> _Task details_
Would you return, word for word, the lines of the data below from the line with "let go_left = if" through the line with "per tree, summed", and no others?

> _Supplied data_
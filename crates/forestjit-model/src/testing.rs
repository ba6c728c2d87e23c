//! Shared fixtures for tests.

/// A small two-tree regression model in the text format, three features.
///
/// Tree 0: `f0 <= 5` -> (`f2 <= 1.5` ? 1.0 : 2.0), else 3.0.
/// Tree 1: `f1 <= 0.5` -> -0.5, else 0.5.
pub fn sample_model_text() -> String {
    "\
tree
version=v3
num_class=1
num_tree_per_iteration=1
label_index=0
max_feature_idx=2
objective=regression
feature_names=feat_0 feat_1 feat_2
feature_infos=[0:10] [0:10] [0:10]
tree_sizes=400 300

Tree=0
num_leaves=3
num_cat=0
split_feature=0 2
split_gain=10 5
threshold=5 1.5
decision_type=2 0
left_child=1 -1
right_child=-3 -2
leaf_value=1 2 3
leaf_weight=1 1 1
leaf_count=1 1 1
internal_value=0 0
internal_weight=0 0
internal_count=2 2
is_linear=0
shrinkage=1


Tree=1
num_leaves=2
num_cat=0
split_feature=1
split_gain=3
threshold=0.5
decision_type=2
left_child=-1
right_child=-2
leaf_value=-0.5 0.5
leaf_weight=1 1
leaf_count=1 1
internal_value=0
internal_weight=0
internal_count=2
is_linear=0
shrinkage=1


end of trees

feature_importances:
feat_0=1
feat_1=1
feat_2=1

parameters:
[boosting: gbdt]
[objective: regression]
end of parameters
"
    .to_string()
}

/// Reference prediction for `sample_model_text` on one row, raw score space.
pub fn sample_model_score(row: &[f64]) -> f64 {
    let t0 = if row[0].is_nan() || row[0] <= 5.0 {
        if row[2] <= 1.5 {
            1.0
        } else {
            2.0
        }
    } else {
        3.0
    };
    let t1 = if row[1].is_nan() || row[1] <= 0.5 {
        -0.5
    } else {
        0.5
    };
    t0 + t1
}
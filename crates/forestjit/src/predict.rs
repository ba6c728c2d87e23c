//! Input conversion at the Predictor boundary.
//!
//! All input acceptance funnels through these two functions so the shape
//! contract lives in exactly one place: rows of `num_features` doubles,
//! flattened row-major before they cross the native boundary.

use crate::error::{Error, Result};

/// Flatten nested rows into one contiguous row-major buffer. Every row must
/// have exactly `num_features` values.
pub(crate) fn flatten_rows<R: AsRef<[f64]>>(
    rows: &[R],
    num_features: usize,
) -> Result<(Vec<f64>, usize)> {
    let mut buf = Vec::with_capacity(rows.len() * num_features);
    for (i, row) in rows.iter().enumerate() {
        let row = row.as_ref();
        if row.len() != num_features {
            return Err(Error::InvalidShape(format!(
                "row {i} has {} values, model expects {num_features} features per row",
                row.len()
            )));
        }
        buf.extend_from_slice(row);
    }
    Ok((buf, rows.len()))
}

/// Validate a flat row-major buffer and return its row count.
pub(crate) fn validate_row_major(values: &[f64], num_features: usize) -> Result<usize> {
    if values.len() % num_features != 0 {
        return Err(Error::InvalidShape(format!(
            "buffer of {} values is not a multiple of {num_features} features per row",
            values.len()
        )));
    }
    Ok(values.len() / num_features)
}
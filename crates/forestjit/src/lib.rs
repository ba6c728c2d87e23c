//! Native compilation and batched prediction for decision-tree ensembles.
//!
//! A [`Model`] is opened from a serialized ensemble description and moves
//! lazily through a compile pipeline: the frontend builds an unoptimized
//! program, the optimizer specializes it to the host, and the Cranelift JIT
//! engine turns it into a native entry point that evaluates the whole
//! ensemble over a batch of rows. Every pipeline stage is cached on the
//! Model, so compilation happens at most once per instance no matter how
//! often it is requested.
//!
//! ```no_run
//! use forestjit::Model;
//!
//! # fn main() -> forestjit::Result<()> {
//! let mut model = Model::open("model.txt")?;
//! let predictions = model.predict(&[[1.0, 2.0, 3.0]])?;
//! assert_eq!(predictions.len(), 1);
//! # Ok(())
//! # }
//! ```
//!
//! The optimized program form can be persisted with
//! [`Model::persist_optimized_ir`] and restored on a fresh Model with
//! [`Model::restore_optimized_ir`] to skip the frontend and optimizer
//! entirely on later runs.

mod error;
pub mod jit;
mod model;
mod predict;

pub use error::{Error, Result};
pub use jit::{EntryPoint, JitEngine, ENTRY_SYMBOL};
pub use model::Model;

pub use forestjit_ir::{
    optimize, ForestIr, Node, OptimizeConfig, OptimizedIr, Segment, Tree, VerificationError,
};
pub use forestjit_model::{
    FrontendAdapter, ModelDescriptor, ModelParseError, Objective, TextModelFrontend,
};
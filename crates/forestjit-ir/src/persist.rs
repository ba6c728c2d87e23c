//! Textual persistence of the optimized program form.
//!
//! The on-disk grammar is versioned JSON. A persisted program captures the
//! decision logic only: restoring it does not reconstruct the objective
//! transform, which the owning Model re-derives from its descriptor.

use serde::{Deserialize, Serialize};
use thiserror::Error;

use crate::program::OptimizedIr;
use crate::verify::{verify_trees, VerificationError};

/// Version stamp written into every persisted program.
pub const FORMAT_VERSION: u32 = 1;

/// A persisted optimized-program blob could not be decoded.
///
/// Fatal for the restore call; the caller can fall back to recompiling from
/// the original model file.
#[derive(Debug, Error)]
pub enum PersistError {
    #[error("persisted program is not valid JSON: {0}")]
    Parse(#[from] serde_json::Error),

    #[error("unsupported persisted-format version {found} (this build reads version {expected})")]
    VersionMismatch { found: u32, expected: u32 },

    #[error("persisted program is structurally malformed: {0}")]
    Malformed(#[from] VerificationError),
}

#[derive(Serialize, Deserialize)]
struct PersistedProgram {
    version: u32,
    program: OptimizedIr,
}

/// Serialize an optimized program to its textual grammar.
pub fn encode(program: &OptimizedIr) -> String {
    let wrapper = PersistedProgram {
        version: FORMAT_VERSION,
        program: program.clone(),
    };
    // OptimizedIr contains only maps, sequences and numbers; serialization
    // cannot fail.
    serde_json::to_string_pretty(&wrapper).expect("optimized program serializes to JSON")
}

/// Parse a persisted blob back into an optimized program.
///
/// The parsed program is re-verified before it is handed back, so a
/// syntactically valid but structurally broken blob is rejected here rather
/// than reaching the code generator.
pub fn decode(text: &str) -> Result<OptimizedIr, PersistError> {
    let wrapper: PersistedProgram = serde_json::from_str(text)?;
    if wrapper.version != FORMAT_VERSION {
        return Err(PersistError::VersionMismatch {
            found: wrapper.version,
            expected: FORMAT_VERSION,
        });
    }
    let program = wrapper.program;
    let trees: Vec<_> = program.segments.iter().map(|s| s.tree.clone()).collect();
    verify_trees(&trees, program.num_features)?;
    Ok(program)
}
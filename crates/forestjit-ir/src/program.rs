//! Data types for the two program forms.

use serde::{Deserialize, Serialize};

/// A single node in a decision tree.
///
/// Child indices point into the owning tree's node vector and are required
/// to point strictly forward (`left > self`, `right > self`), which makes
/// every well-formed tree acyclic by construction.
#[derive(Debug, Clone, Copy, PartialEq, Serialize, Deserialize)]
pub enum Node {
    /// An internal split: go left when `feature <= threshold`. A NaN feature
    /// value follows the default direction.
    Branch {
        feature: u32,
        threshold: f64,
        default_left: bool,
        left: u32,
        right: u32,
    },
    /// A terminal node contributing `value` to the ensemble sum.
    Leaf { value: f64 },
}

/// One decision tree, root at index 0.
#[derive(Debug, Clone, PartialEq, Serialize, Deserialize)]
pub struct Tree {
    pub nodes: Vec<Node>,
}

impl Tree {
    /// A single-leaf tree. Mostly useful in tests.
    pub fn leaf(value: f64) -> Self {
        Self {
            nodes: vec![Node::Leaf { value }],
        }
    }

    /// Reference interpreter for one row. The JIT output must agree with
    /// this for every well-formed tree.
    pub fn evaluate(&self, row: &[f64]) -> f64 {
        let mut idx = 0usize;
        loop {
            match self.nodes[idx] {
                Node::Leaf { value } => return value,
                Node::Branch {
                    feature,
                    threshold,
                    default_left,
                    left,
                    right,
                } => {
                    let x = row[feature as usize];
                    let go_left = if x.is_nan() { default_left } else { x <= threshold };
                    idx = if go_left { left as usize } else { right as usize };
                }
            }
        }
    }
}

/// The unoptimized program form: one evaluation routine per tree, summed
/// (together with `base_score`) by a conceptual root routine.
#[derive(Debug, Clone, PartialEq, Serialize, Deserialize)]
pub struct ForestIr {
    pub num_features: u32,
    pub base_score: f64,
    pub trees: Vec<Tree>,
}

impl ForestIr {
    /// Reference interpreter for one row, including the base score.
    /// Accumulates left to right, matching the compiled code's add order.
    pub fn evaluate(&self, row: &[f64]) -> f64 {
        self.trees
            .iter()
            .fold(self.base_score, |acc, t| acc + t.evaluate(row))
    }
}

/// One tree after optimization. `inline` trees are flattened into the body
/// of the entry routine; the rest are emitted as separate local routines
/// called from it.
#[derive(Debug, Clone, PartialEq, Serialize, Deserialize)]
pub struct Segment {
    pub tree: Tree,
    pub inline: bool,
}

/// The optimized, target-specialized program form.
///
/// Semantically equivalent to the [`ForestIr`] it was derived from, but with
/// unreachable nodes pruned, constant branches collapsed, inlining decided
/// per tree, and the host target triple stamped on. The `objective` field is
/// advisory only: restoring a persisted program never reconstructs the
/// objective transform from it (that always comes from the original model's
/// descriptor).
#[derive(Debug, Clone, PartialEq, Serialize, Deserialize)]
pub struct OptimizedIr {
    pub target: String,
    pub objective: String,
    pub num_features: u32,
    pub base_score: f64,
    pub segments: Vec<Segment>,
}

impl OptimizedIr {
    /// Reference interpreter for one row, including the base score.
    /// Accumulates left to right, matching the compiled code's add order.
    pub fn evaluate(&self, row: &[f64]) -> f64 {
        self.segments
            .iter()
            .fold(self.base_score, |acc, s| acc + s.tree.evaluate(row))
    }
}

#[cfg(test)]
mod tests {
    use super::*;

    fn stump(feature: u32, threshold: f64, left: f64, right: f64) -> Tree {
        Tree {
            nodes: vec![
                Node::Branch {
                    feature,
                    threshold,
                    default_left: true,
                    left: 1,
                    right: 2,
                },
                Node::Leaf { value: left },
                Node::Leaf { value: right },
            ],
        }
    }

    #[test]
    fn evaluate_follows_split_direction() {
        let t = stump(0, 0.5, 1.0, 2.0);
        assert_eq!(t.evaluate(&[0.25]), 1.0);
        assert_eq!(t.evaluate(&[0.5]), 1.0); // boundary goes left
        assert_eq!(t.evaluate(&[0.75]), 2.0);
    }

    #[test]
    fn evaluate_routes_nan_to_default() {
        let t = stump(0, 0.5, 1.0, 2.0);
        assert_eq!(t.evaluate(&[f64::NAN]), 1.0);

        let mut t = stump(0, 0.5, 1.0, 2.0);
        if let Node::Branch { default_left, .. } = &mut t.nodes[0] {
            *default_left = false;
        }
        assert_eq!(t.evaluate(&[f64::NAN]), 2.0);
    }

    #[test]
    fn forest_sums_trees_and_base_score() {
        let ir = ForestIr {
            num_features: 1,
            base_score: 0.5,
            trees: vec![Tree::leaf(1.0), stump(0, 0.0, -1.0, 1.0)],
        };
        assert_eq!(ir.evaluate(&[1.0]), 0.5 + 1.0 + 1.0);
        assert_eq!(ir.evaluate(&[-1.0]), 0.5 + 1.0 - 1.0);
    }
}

> _Result for this exercise_
                    let go_left = if x.is_nan() { default_left } else { x <= threshold };
                    idx = if go_left { left as usize } else { right as usize };
                }
            }
        }
    }
}

/// The unoptimized program form: one evaluation routine per tree, summed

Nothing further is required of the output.